Who Are You, And What Have You Done to the Chicago Tribune?

As a child growing up in the Chicago area, the Chicago Tribune arrived on our doorstep every day. My grandmother, who lived with us, was an avid reader of the Tribune. In fact, I can attribute the Tribune to fostering my ability to read at a very early age, because they used to have features that promoted phonics education lessons that parents could use with their children. During my growing up years, the Chicago Tribune, then dubbing themselves, "The World's Greatest Newspaper," (A moniker from which the call letters for WGN Radio and then WGN-TV were derived) was pretty much considered the more conservative paper of record in the Chicago area (about as conservative a paper can be, at any rate).

As the 80s and 90s went on, however, the Trib eventually followed the primrose path of the New York Times, LA Times and other organs, and eventually turned into nothing more than just another statist liberal mouthpiece.

That's why I was so taken aback when I read this editorial today:
Not good enough. Time to silence the Illinois Lullaby and get on with dramatic changes to how Illinois government treats the people of this state. . . . From now on, let's judge our elected officials by their effectiveness or impotence at delivering reform. Enough with "effort." Illinois needs results.

Illinois needs results. We intend to live by that credo in an effort to rehab Illinois during 2010. In the months since those words appeared, Illinoisans have watched their politicians resist aggressive reforms, both to how Illinois is governed and to how state and county governments spend money: Many politicians have jealously protected their power while overcommitting taxpayers to more missions than we can afford.

As a result, this state is impoverished in spirit. And it is too impoverished financially to pay its bills for services already delivered to the disabled, the sick, the most vulnerable among us. Yes, recklessly growing state government at double the rate of inflation for two decades has brought devastating consequences to Illinois.

This confluence of man-made miseries menaces Illinois.

So, whom will we elect to right Illinois?

-- -- --

This editorial launches our pre-primary push to answer that question. Subsequent editorials will explore how a reconstituted Illinois can confront three mighty challenges:

--The wreckage from current spending and borrowing -- and the taxing to pay for it all.

--The need for ethical reforms to better curb corruption and to reduce the concentration of power in the hands of those Illinois oligarchs.

--The disturbingly low level of job creation here as state government policies nudge employers to locate and expand elsewhere.

Be assured, how candidates for the Feb. 2 primary propose to address these challenges figure heavily in the Tribune endorsements that will appear as early voting begins in January.

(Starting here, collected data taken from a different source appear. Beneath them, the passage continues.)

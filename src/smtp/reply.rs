//! SMTP reply handling

use std::fmt;

use crate::smtp::error::{SmtpError, SmtpLimits};

/// Reply class, taken from the first digit of the reply code (RFC 5321 section 4.2.1)
#[derive(Debug, Clone, Copy, PartialEq, Eq)]
pub enum ReplyCategory {
    /// 2yz
    PositiveCompletion,
    /// 3yz
    PositiveIntermediate,
    /// 4yz
    TransientNegative,
    /// 5yz
    PermanentNegative,
}

impl ReplyCategory {
    fn from_code(code: u16) -> Option<Self> {
        match code / 100 {
            2 => Some(Self::PositiveCompletion),
            3 => Some(Self::PositiveIntermediate),
            4 => Some(Self::TransientNegative),
            5 => Some(Self::PermanentNegative),
            _ => None,
        }
    }
}

/// A reply read from an SMTP server
#[derive(Debug, Clone, PartialEq, Eq)]
pub struct SmtpReply {
    /// The three digit reply code (e.g. 250, 354, 550)
    pub code: u16,
    /// Text of each reply line, without the code and separator
    pub lines: Vec<String>,
}

impl SmtpReply {
    /// Create a single line reply
    pub fn new(code: u16, text: &str) -> Self {
        Self {
            code,
            lines: vec![text.to_owned()],
        }
    }

    /// Create a multi-line reply, as sent in answer to EHLO
    pub fn new_multiline(code: u16, lines: Vec<String>) -> Self {
        Self { code, lines }
    }

    /// Parse one complete reply. Accepts CRLF or bare LF line endings.
    pub fn parse(raw: &str) -> Result<Self, SmtpError> {
        let mut code = None;
        let mut lines = Vec::new();
        let mut finished = false;

        for line in raw.split('\n') {
            let line = line.strip_suffix('\r').unwrap_or(line);
            if line.is_empty() {
                continue;
            }
            if finished {
                return Err(SmtpError::MalformedReply(format!(
                    "data after final reply line: {line}"
                )));
            }
            if line.len() + 2 > SmtpLimits::REPLY_LINE_MAX_LENGTH {
                return Err(SmtpError::ReplyTooLong {
                    max: SmtpLimits::REPLY_LINE_MAX_LENGTH,
                });
            }

            let (line_code, continuation, text) = split_line(line)?;
            match code {
                None => code = Some(line_code),
                Some(c) if c != line_code => {
                    return Err(SmtpError::MalformedReply(format!(
                        "reply code changed from {c} to {line_code}"
                    )));
                }
                Some(_) => {}
            }
            lines.push(text.to_owned());
            if lines.len() > SmtpLimits::MAX_REPLY_LINES {
                return Err(SmtpError::MalformedReply("too many reply lines".to_string()));
            }
            finished = !continuation;
        }

        match code {
            Some(code) if finished => Ok(Self { code, lines }),
            Some(_) => Err(SmtpError::MalformedReply(
                "reply ended on a continuation line".to_string(),
            )),
            None => Err(SmtpError::MalformedReply("empty reply".to_string())),
        }
    }

    /// Format the reply for sending over the wire
    pub fn format(&self) -> String {
        if self.lines.is_empty() {
            return format!("{}\r\n", self.code);
        }
        let last = self.lines.len() - 1;
        let mut result = String::new();
        for (i, line) in self.lines.iter().enumerate() {
            let sep = if i == last { ' ' } else { '-' };
            result.push_str(&format!("{}{}{}\r\n", self.code, sep, line));
        }
        result
    }

    pub fn category(&self) -> ReplyCategory {
        // parse() only admits codes 200..=599
        ReplyCategory::from_code(self.code).unwrap_or(ReplyCategory::PermanentNegative)
    }

    /// Check if this is a success response (2xx)
    pub fn is_success(&self) -> bool {
        self.category() == ReplyCategory::PositiveCompletion
    }
}

/// The reply as the server sent it, one line per reply line, without CRLF
impl fmt::Display for SmtpReply {
    fn fmt(&self, f: &mut fmt::Formatter<'_>) -> fmt::Result {
        if self.lines.is_empty() {
            return write!(f, "{}", self.code);
        }
        let last = self.lines.len() - 1;
        for (i, line) in self.lines.iter().enumerate() {
            if i > 0 {
                f.write_str("\n")?;
            }
            let sep = if i == last { ' ' } else { '-' };
            write!(f, "{}{}{}", self.code, sep, line)?;
        }
        Ok(())
    }
}

/// Whether a raw reply line is the last one of its reply (`250 OK` vs `250-SIZE`).
pub(crate) fn is_final_line(line: &str) -> bool {
    line.as_bytes().get(3) != Some(&b'-')
}

fn split_line(line: &str) -> Result<(u16, bool, &str), SmtpError> {
    let bytes = line.as_bytes();
    if bytes.len() < 3 || !bytes[..3].iter().all(u8::is_ascii_digit) {
        return Err(SmtpError::MalformedReply(line.to_owned()));
    }
    // the first three bytes are ASCII digits, so slicing is on char boundaries
    let code: u16 = line[..3]
        .parse()
        .map_err(|_| SmtpError::MalformedReply(line.to_owned()))?;
    if ReplyCategory::from_code(code).is_none() {
        return Err(SmtpError::MalformedReply(line.to_owned()));
    }

    match bytes.get(3) {
        None => Ok((code, false, "")),
        Some(b' ') => Ok((code, false, &line[4..])),
        Some(b'-') => Ok((code, true, &line[4..])),
        Some(_) => Err(SmtpError::MalformedReply(line.to_owned())),
    }
}

#[cfg(test)]
mod tests {
    use super::*;

    #[test]
    fn test_parse_single_line() {
        let reply = SmtpReply::parse("250 OK\r\n").unwrap();
        assert_eq!(reply.code, 250);
        assert_eq!(reply.lines, vec!["OK".to_string()]);
        assert!(reply.is_success());
    }

    #[test]
    fn test_parse_multiline() {
        let raw = "250-mail.example.com Hello\r\n250-PIPELINING\r\n250 AUTH LOGIN PLAIN\r\n";
        let reply = SmtpReply::parse(raw).unwrap();
        assert_eq!(reply.code, 250);
        assert_eq!(reply.lines.len(), 3);
        assert_eq!(reply.lines.last().map(String::as_str), Some("AUTH LOGIN PLAIN"));
    }

    #[test]
    fn test_parse_bare_code() {
        let reply = SmtpReply::parse("354\r\n").unwrap();
        assert_eq!(reply.code, 354);
        assert_eq!(reply.lines, vec![String::new()]);
        assert_eq!(reply.category(), ReplyCategory::PositiveIntermediate);
    }

    #[test]
    fn test_parse_rejects_garbage() {
        assert!(matches!(
            SmtpReply::parse("hello\r\n"),
            Err(SmtpError::MalformedReply(_))
        ));
        assert!(matches!(
            SmtpReply::parse("\r\n"),
            Err(SmtpError::MalformedReply(_))
        ));
        assert!(matches!(
            SmtpReply::parse("999 what\r\n"),
            Err(SmtpError::MalformedReply(_))
        ));
        assert!(matches!(
            SmtpReply::parse("250xOK\r\n"),
            Err(SmtpError::MalformedReply(_))
        ));
    }

    #[test]
    fn test_parse_rejects_unfinished_multiline() {
        assert!(matches!(
            SmtpReply::parse("250-first\r\n250-second\r\n"),
            Err(SmtpError::MalformedReply(_))
        ));
    }

    #[test]
    fn test_parse_rejects_mixed_codes() {
        assert!(matches!(
            SmtpReply::parse("250-first\r\n550 second\r\n"),
            Err(SmtpError::MalformedReply(_))
        ));
    }

    #[test]
    fn test_parse_rejects_long_line() {
        let raw = format!("250 {}\r\n", "a".repeat(SmtpLimits::REPLY_LINE_MAX_LENGTH));
        assert!(matches!(
            SmtpReply::parse(&raw),
            Err(SmtpError::ReplyTooLong { .. })
        ));
    }

    #[test]
    fn test_format() {
        let reply = SmtpReply::new(250, "OK");
        assert_eq!(reply.format(), "250 OK\r\n");
    }

    #[test]
    fn test_multiline_format() {
        let reply = SmtpReply::new_multiline(
            250,
            vec!["Hello".to_owned(), "PIPELINING".to_owned(), "SIZE 1000".to_owned()],
        );
        assert_eq!(
            reply.format(),
            "250-Hello\r\n250-PIPELINING\r\n250 SIZE 1000\r\n"
        );
    }

    #[test]
    fn test_categories() {
        assert_eq!(
            SmtpReply::new(235, "ok").category(),
            ReplyCategory::PositiveCompletion
        );
        assert_eq!(
            SmtpReply::new(334, "VXNlcm5hbWU6").category(),
            ReplyCategory::PositiveIntermediate
        );
        assert_eq!(
            SmtpReply::new(421, "busy").category(),
            ReplyCategory::TransientNegative
        );
        assert_eq!(
            SmtpReply::new(550, "no").category(),
            ReplyCategory::PermanentNegative
        );
    }

    #[test]
    fn test_display_is_verbatim_for_single_line() {
        let reply = SmtpReply::parse("550 5.1.1 user unknown\r\n").unwrap();
        assert_eq!(reply.to_string(), "550 5.1.1 user unknown");
    }

    #[test]
    fn test_display_keeps_every_line() {
        let raw = "550-5.7.1 relay denied\r\n550 5.7.1 see https://mail.test/policy\r\n";
        let reply = SmtpReply::parse(raw).unwrap();
        assert_eq!(
            reply.to_string(),
            "550-5.7.1 relay denied\n550 5.7.1 see https://mail.test/policy"
        );
        assert_eq!(reply.to_string().replace('\n', "\r\n") + "\r\n", raw);
    }

    #[test]
    fn test_is_final_line() {
        assert!(is_final_line("250 OK"));
        assert!(is_final_line("250"));
        assert!(!is_final_line("250-PIPELINING"));
    }
}
//! Per-request pipeline: harden headers, sanitize, compose, drive one session

use std::sync::Arc;

use tracing::debug;

use crate::config::SmtpSettings;
use crate::message::compose;
use crate::sanitize::{sanitize, strip_line_breaks};
use crate::smtp::{SessionDriver, SessionOutcome, TcpTransport, Transport};

/// Builds a fresh, unconnected transport for each session
pub type TransportFactory = Arc<dyn Fn() -> Box<dyn Transport> + Send + Sync>;

/// A validated send request. All three fields are required.
#[derive(Debug, Clone, PartialEq, Eq)]
pub struct EmailRequest {
    pub recipient_address: String,
    pub subject: String,
    pub raw_body: String,
}

impl EmailRequest {
    pub fn new(
        recipient_address: impl Into<String>,
        subject: impl Into<String>,
        raw_body: impl Into<String>,
    ) -> Self {
        Self {
            recipient_address: recipient_address.into(),
            subject: subject.into(),
            raw_body: raw_body.into(),
        }
    }
}

#[derive(Clone)]
pub struct Mailer {
    driver: Arc<SessionDriver>,
    transports: TransportFactory,
}

impl Mailer {
    /// Mailer relaying over plain TCP
    pub fn new(settings: SmtpSettings) -> Self {
        Self::with_transport(settings, || Box::new(TcpTransport::new()))
    }

    /// Mailer using `factory` for the transport of every session
    pub fn with_transport<F>(settings: SmtpSettings, factory: F) -> Self
    where
        F: Fn() -> Box<dyn Transport> + Send + Sync + 'static,
    {
        Self {
            driver: Arc::new(SessionDriver::new(settings)),
            transports: Arc::new(factory),
        }
    }

    pub fn settings(&self) -> &SmtpSettings {
        self.driver.settings()
    }

    /// Run one complete session for `request`
    pub async fn send(&self, request: &EmailRequest) -> SessionOutcome {
        let to = strip_line_breaks(&request.recipient_address);
        let subject = strip_line_breaks(&request.subject);
        let body = sanitize(&request.raw_body);
        let payload = compose(&self.settings().from, &to, &subject, &body);
        debug!(bytes = payload.len(), "composed message");

        let transport = (self.transports)();
        self.driver.run(transport, &to, &payload).await
    }
}

impl std::fmt::Debug for Mailer {
    fn fmt(&self, f: &mut std::fmt::Formatter<'_>) -> std::fmt::Result {
        f.debug_struct("Mailer")
            .field("driver", &self.driver)
            .finish_non_exhaustive()
    }
}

We're looking especially hard at how incumbents have demonstrated their effectiveness or impotence at delivering reform.

Calendar 2010 really does need to be different. Forgive and forget? Not this time.

Next Sunday: Illinois' hazardous fiscal triathlon -- spending, borrowing, taxing.
Read, as they say, the whole thing.

Imagine that... From the same state and municipality that gave us Barack Obama.

Has Chicago's prodigal son finally seen the error of his erstwhile ways, finally returning to its honorable history as a credible source of news and commentary?

If so, There may be hope for our ailing nation, yet.